As a single father, Mr. Tuttle wanted more quality time with his son and still be able to provide for the future. As a result, he accepted a teaching position at the small Clarkson College in Potsdam, New York. He was on faculty there for three years when, in 1948, he joined Cornell University as an Assistant Professor of Engineering. It was during his time at Cornell that Doug gained an even greater love and appreciation for higher education.

The corporate world beckoned, however, and Doug joined the ALCOA Corporation in 1953. As fate would have it, it was the corporate world that would bring him to Texas. During the 1970s aluminum expansion era, Doug was tapped to run the Marshall plant.

A few years before relocating to the Lone Star State, Doug met and fell in love with a nurse who worked at the Jeffery Hale Hospital in Quebec City; they married in 1962 and remained a together for forty-one years until her death in 2003. Together, they had a son: William James Douglas Tuttle.

Kathleen retired from nursing after moving to Marshall, but she never lost her love and concern for those who have to experience a hospital stay, especially children. Her nursing career focused in pediatrics, and she soon became involved as a volunteer at the local hospital. She was instrumental in establishing the “Pink Ladies Auxiliary,” whose main purpose was to meet patients’ personal needs. Today, the program is alive and well at the Marshall Memorial Hospital.
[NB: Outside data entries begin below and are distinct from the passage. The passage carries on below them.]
//! PostgreSQL-backed `WishlistRepository` implementation using Diesel ORM.
//!
//! The read-access predicate is assembled from [`AccessRule::ALL`], one SQL
//! clause per rule, so the database filters exactly the rows `can_access`
//! would admit. Updates and deletes carry `owner_id` in their `WHERE` clause;
//! ownership is therefore re-checked atomically with the write.

use std::collections::{BTreeSet, HashMap};

use async_trait::async_trait;
use diesel::dsl::sql;
use diesel::pg::Pg;
use diesel::prelude::*;
use diesel::sql_types::Bool;
use diesel_async::scoped_futures::ScopedFutureExt;
use diesel_async::{AsyncConnection, AsyncPgConnection, RunQueryDsl};
use tracing::debug;
use uuid::Uuid;

use crate::domain::ports::{WishlistRepository, WishlistRepositoryError};
use crate::domain::{
    AccessRule, NewWishlist, UserId, Wishlist, WishlistId, WishlistRecord, WishlistScope,
    WishlistVisibility,
};

use super::diesel_error_mapping::{map_diesel_error, map_pool_error};
use super::models::{AllowedUserRow, NewWishlistRow, WishlistRow, WishlistUpdate};
use super::pool::{DbPool, PoolError};
use super::schema::{wishlist_allowed_users, wishlists};

type AccessPredicate = Box<dyn BoxableExpression<wishlists::table, Pg, SqlType = Bool>>;

/// Diesel-backed implementation of the wishlist repository port.
#[derive(Clone)]
pub struct DieselWishlistRepository {
    pool: DbPool,
}

impl DieselWishlistRepository {
    /// Create a new repository with the given connection pool.
    ///
    /// # Examples
    /// ```rust,no_run
    /// use wishlist_backend::outbound::persistence::{
    ///     DbPool, DieselWishlistRepository, PoolConfig,
    /// };
    ///
    /// # async fn run() -> Result<(), Box<dyn std::error::Error>> {
    /// let pool = DbPool::new(PoolConfig::new("postgres://localhost/wishlists")).await?;
    /// let _repo = DieselWishlistRepository::new(pool);
    /// # Ok(())
    /// # }
    /// ```
    pub fn new(pool: DbPool) -> Self {
        Self { pool }
    }
}

fn map_pool(error: PoolError) -> WishlistRepositoryError {
    map_pool_error(error, WishlistRepositoryError::connection)
}

fn map_diesel(error: diesel::result::Error) -> WishlistRepositoryError {
    map_diesel_error(
        error,
        WishlistRepositoryError::query,
        WishlistRepositoryError::connection,
    )
}

fn rule_clause(rule: AccessRule, viewer: Uuid) -> AccessPredicate {
    match rule {
        AccessRule::Owner => Box::new(wishlists::owner_id.eq(viewer)),
        AccessRule::Public => {
            Box::new(wishlists::visibility.eq(WishlistVisibility::Public.as_str()))
        }
        AccessRule::Grantee => Box::new(
            wishlists::id.eq_any(
                wishlist_allowed_users::table
                    .filter(wishlist_allowed_users::user_id.eq(viewer))
                    .select(wishlist_allowed_users::wishlist_id),
            ),
        ),
    }
}

/// SQL form of `can_access`: the disjunction of every access rule.
fn access_predicate(viewer: &UserId) -> AccessPredicate {
    let viewer = *viewer.as_uuid();
    AccessRule::ALL
        .into_iter()
        .map(|rule| rule_clause(rule, viewer))
        .reduce(|acc, clause| Box::new(acc.or(clause)))
        .unwrap_or_else(|| Box::new(sql::<Bool>("FALSE")))
}

fn row_to_wishlist(
    row: WishlistRow,
    allowed_user_ids: BTreeSet<UserId>,
) -> Result<Wishlist, WishlistRepositoryError> {
    let WishlistRow {
        id,
        title,
        description,
        status,
        visibility,
        owner_id,
        created_at,
    } = row;
    let status = status
        .parse()
        .map_err(|err| WishlistRepositoryError::query(format!("decode status: {err}")))?;
    let visibility = visibility
        .parse()
        .map_err(|err| WishlistRepositoryError::query(format!("decode visibility: {err}")))?;

    Wishlist::restore(WishlistRecord {
        id: WishlistId::from_uuid(id),
        title,
        description,
        status,
        visibility,
        owner_id: UserId::from_uuid(owner_id),
        allowed_user_ids,
        created_at,
    })
    .map_err(|err| WishlistRepositoryError::query(format!("stored wishlist {id}: {err}")))
}

async fn load_grantees(
    conn: &mut AsyncPgConnection,
    wishlist_ids: &[Uuid],
) -> Result<HashMap<Uuid, BTreeSet<UserId>>, diesel::result::Error> {
    if wishlist_ids.is_empty() {
        return Ok(HashMap::new());
    }
    let rows: Vec<AllowedUserRow> = wishlist_allowed_users::table
        .filter(wishlist_allowed_users::wishlist_id.eq_any(wishlist_ids))
        .select(AllowedUserRow::as_select())
        .load(conn)
        .await?;

    let mut grouped: HashMap<Uuid, BTreeSet<UserId>> = HashMap::new();
    for row in rows {
        grouped
            .entry(row.wishlist_id)
            .or_default()
            .insert(UserId::from_uuid(row.user_id));
    }
    Ok(grouped)
}

fn grantee_rows(wishlist_id: Uuid, grantees: &BTreeSet<UserId>) -> Vec<AllowedUserRow> {
    grantees
        .iter()
        .map(|user_id| AllowedUserRow {
            wishlist_id,
            user_id: *user_id.as_uuid(),
        })
        .collect()
}

fn assemble(
    rows: Vec<WishlistRow>,
    mut grantees: HashMap<Uuid, BTreeSet<UserId>>,
) -> Result<Vec<Wishlist>, WishlistRepositoryError> {
    rows.into_iter()
        .map(|row| {
            let allowed = grantees.remove(&row.id).unwrap_or_default();
            row_to_wishlist(row, allowed)
        })
        .collect()
}

enum UpdateOutcome {
    Applied,
    OwnerMismatch,
}

#[async_trait]
impl WishlistRepository for DieselWishlistRepository {
    async fn create(&self, wishlist: &NewWishlist) -> Result<Wishlist, WishlistRepositoryError> {
        let mut conn = self.pool.get().await.map_err(map_pool)?;
        let new_row = NewWishlistRow {
            title: wishlist.title(),
            description: wishlist.description(),
            status: wishlist.status().as_str(),
            visibility: wishlist.visibility().as_str(),
            owner_id: *wishlist.owner_id().as_uuid(),
            created_at: wishlist.created_at(),
        };
        let grantees = wishlist.allowed_user_ids();

        let id = conn
            .transaction(|conn| {
                async move {
                    let id: Uuid = diesel::insert_into(wishlists::table)
                        .values(&new_row)
                        .returning(wishlists::id)
                        .get_result(conn)
                        .await?;
                    let links = grantee_rows(id, grantees);
                    if !links.is_empty() {
                        diesel::insert_into(wishlist_allowed_users::table)
                            .values(&links)
                            .execute(conn)
                            .await?;
                    }
                    Ok::<_, diesel::result::Error>(id)
                }
                .scope_boxed()
            })
            .await
            .map_err(map_diesel)?;

        debug!(wishlist_id = %id, "wishlist row inserted");
        Ok(wishlist.clone().into_persisted(WishlistId::from_uuid(id)))
    }

    async fn find_by_id(
        &self,
        id: &WishlistId,
    ) -> Result<Option<Wishlist>, WishlistRepositoryError> {
        let mut conn = self.pool.get().await.map_err(map_pool)?;
        let Some(row) = wishlists::table
            .filter(wishlists::id.eq(id.as_uuid()))
            .select(WishlistRow::as_select())
            .first::<WishlistRow>(&mut conn)
            .await
            .optional()
            .map_err(map_diesel)?
        else {
            return Ok(None);
        };
        let grantees = load_grantees(&mut conn, &[row.id])
            .await
            .map_err(map_diesel)?;
        assemble(vec![row], grantees).map(|mut found| found.pop())
    }

    async fn find_accessible(
        &self,
        scope: &WishlistScope,
    ) -> Result<Vec<Wishlist>, WishlistRepositoryError> {
        if scope.is_empty() {
            return Ok(Vec::new());
        }
        let mut conn = self.pool.get().await.map_err(map_pool)?;

        let mut query = wishlists::table
            .filter(access_predicate(scope.viewer()))
            .select(WishlistRow::as_select())
            .into_boxed();
        if let Some(ids) = scope.ids() {
            let ids: Vec<Uuid> = ids.iter().map(|id| *id.as_uuid()).collect();
            query = query.filter(wishlists::id.eq_any(ids));
        }
        let rows: Vec<WishlistRow> = query.load(&mut conn).await.map_err(map_diesel)?;

        let row_ids: Vec<Uuid> = rows.iter().map(|row| row.id).collect();
        let grantees = load_grantees(&mut conn, &row_ids)
            .await
            .map_err(map_diesel)?;
        assemble(rows, grantees)
    }

    async fn update(&self, wishlist: &Wishlist) -> Result<(), WishlistRepositoryError> {
        let mut conn = self.pool.get().await.map_err(map_pool)?;
        let wishlist_id = *wishlist.id().as_uuid();
        let owner_id = *wishlist.owner_id().as_uuid();
        let changes = WishlistUpdate {
            title: wishlist.title(),
            description: wishlist.description(),
            status: wishlist.status().as_str(),
            visibility: wishlist.visibility().as_str(),
        };
        let links = grantee_rows(wishlist_id, wishlist.allowed_user_ids());

        let outcome = conn
            .transaction(|conn| {
                async move {
                    let touched = diesel::update(
                        wishlists::table
                            .filter(wishlists::id.eq(wishlist_id))
                            .filter(wishlists::owner_id.eq(owner_id)),
                    )
                    .set(&changes)
                    .execute(conn)
                    .await?;
                    if touched == 0 {
                        return Ok(UpdateOutcome::OwnerMismatch);
                    }

                    diesel::delete(
                        wishlist_allowed_users::table
                            .filter(wishlist_allowed_users::wishlist_id.eq(wishlist_id)),
                    )
                    .execute(conn)
                    .await?;
                    if !links.is_empty() {
                        diesel::insert_into(wishlist_allowed_users::table)
                            .values(&links)
                            .execute(conn)
                            .await?;
                    }
                    Ok::<_, diesel::result::Error>(UpdateOutcome::Applied)
                }
                .scope_boxed()
            })
            .await
            .map_err(map_diesel)?;

        match outcome {
            UpdateOutcome::Applied => Ok(()),
            UpdateOutcome::OwnerMismatch => {
                Err(WishlistRepositoryError::write_conflict(wishlist.id()))
            }
        }
    }

    async fn delete(
        &self,
        id: &WishlistId,
        owner_id: &UserId,
    ) -> Result<bool, WishlistRepositoryError> {
        let mut conn = self.pool.get().await.map_err(map_pool)?;
        let removed = diesel::delete(
            wishlists::table
                .filter(wishlists::id.eq(id.as_uuid()))
                .filter(wishlists::owner_id.eq(owner_id.as_uuid())),
        )
        .execute(&mut conn)
        .await
        .map_err(map_diesel)?;
        Ok(removed > 0)
    }
}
It is no wonder that Mr. Tuttle established the Kathleen Tuttle Endowed Nursing Scholarship. It is his way of honoring Kathleen’s memory and providing an avenue whereby her nursing legacy will be carried on for generations. His generosity ensures that countless students will have the opportunity to become the nurses of tomorrow caring for individuals in doctor’s offices, clinics, and hospitals, and, like Kathleen, giving special attention to the children.